Copy the data exactly.

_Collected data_
:::::
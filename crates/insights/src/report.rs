use core_types::{Complexity, ConfidenceLevel};
use serde::{Deserialize, Serialize};

#[derive(Debug, Clone, PartialEq, Serialize, Deserialize)]
#[serde(rename_all = "camelCase")]
pub struct ImplementationGuidance {
    pub complexity: Complexity,
    /// One of "1-2 weeks", "2-4 weeks", "1-2 months", "2+ months".
    pub estimated_effort: String,
    pub critical_success_factors: Vec<String>,
}

#[derive(Debug, Clone, PartialEq, Serialize, Deserialize)]
pub struct ConfidenceAssessment {
    pub level: ConfidenceLevel,
    pub reasoning: String,
}

/// The recommendation report for one experiment analysis.
#[derive(Debug, Clone, PartialEq, Serialize, Deserialize)]
#[serde(rename_all = "camelCase")]
pub struct InsightAnalysis {
    pub summary: String,
    pub key_findings: Vec<String>,
    pub recommendations: Vec<String>,
    pub risk_factors: Vec<String>,
    pub implementation_guidance: ImplementationGuidance,
    pub confidence: ConfidenceAssessment,
}

#[cfg(test)]
mod tests {
    use super::*;

    #[test]
    fn serializes_in_the_persisted_shape() {
        let analysis = InsightAnalysis {
            summary: "s".to_string(),
            key_findings: vec!["f".to_string()],
            recommendations: vec![],
            risk_factors: vec![],
            implementation_guidance: ImplementationGuidance {
                complexity: Complexity::Medium,
                estimated_effort: "2-4 weeks".to_string(),
                critical_success_factors: vec![],
            },
            confidence: ConfidenceAssessment {
                level: ConfidenceLevel::High,
                reasoning: "r".to_string(),
            },
        };

        let json = serde_json::to_value(&analysis).unwrap();
        assert_eq!(json["keyFindings"][0], "f");
        assert_eq!(json["implementationGuidance"]["complexity"], "medium");
        assert_eq!(json["implementationGuidance"]["estimatedEffort"], "2-4 weeks");
        assert_eq!(json["confidence"]["level"], "high");

        let back: InsightAnalysis = serde_json::from_value(json).unwrap();
        assert_eq!(back, analysis);
    }
}
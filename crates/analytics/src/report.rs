use serde::{Deserialize, Serialize};

/// A closed interval around an estimate, in the estimate's own units.
#[derive(Debug, Clone, Copy, PartialEq, Serialize, Deserialize)]
pub struct ConfidenceInterval {
    pub lower: f64,
    pub upper: f64,
}

impl ConfidenceInterval {
    pub fn width(&self) -> f64 {
        self.upper - self.lower
    }

    pub fn contains(&self, value: f64) -> bool {
        self.lower <= value && value <= self.upper
    }
}

impl From<(f64, f64)> for ConfidenceInterval {
    fn from((lower, upper): (f64, f64)) -> Self {
        Self { lower, upper }
    }
}

/// The statistical result for a single metric of an experiment.
///
/// This struct is the final output of the `DidEstimator` and serves as the
/// data transfer object for statistical results throughout the entire system.
#[derive(Debug, Clone, PartialEq, Serialize, Deserialize)]
#[serde(rename_all = "camelCase")]
pub struct DidResult {
    // I. Group Means
    pub treatment_mean: f64,
    pub control_mean: f64,
    pub absolute_difference: f64,
    /// `absolute_difference / control_mean`, or 0 when the control mean is 0.
    pub relative_difference: f64,

    // II. Significance
    pub p_value: f64,
    /// Confidence level in percent (e.g. 95).
    pub confidence_level: u32,
    pub confidence_interval: ConfidenceInterval,

    // III. Sample Sizes (summed over all time points)
    pub sample_size_control: i64,
    pub sample_size_treatment: i64,

    // IV. Practical Significance
    /// Cohen's d.
    pub effect_size: f64,
}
:::::
_Response to this task_
filename crates/insights/src/report.rs
use core_types::{Complexity, ConfidenceLevel};
use serde::{Deserialize, Serialize};

#[derive(Debug, Clone, PartialEq, Serialize, Deserialize)]
#[serde(rename_all = "camelCase")]
pub struct ImplementationGuidance {
    pub complexity: Complexity,
    /// One of "1-2 weeks", "2-4 weeks", "1-2 months", "2+ months".
    pub estimated_effort: String,
    pub critical_success_factors: Vec<String>,
}

#[derive(Debug, Clone, PartialEq, Serialize, Deserialize)]
pub struct ConfidenceAssessment {
    pub level: ConfidenceLevel,
    pub reasoning: String,
}

/// The recommendation report for one experiment analysis.
#[derive(Debug, Clone, PartialEq, Serialize, Deserialize)]
#[serde(rename_all = "camelCase")]
pub struct InsightAnalysis {
    pub summary: String,
    pub key_findings: Vec<String>,
    pub recommendations: Vec<String>,
    pub risk_factors: Vec<String>,
    pub implementation_guidance: ImplementationGuidance,
    pub confidence: ConfidenceAssessment,
}

#[cfg(test)]
mod tests {
    use super::*;

    #[test]
    fn serializes_in_the_persisted_shape() {
        let analysis = InsightAnalysis {
            summary: "s".to_string(),
            key_findings: vec!["f".to_string()],
            recommendations: vec![],
            risk_factors: vec![],
            implementation_guidance: ImplementationGuidance {
                complexity: Complexity::Medium,
                estimated_effort: "2-4 weeks".to_string(),
                critical_success_factors: vec![],
            },
            confidence: ConfidenceAssessment {
                level: ConfidenceLevel::High,
                reasoning: "r".to_string(),
            },
        };

        let json = serde_json::to_value(&analysis).unwrap();
        assert_eq!(json["keyFindings"][0], "f");
        assert_eq!(json["implementationGuidance"]["complexity"], "medium");
        assert_eq!(json["implementationGuidance"]["estimatedEffort"], "2-4 weeks");
        assert_eq!(json["confidence"]["level"], "high");

        let back: InsightAnalysis = serde_json::from_value(json).unwrap();
        assert_eq!(back, analysis);
    }
}
filename crates/analytics/src/report.rs
use serde::{Deserialize, Serialize};

/// A closed interval around an estimate, in the estimate's own units.
#[derive(Debug, Clone, Copy, PartialEq, Serialize, Deserialize)]
pub struct ConfidenceInterval {
    pub lower: f64,
    pub upper: f64,
}

impl ConfidenceInterval {
    pub fn width(&self) -> f64 {
        self.upper - self.lower
    }

    pub fn contains(&self, value: f64) -> bool {
        self.lower <= value && value <= self.upper
    }
}

impl From<(f64, f64)> for ConfidenceInterval {
    fn from((lower, upper): (f64, f64)) -> Self {
        Self { lower, upper }
    }
}

/// The statistical result for a single metric of an experiment.
///
/// This struct is the final output of the `DidEstimator` and serves as the
/// data transfer object for statistical results throughout the entire system.
#[derive(Debug, Clone, PartialEq, Serialize, Deserialize)]
#[serde(rename_all = "camelCase")]
pub struct DidResult {
    // I. Group Means
    pub treatment_mean: f64,
    pub control_mean: f64,
    pub absolute_difference: f64,
    /// `absolute_difference / control_mean`, or 0 when the control mean is 0.
    pub relative_difference: f64,

    // II. Significance
    pub p_value: f64,
    /// Confidence level in percent (e.g. 95).
    pub confidence_level: u32,
    pub confidence_interval: ConfidenceInterval,

    // III. Sample Sizes (summed over all time points)
    pub sample_size_control: i64,
    pub sample_size_treatment: i64,

    // IV. Practical Significance
    /// Cohen's d.
    pub effect_size: f64,
}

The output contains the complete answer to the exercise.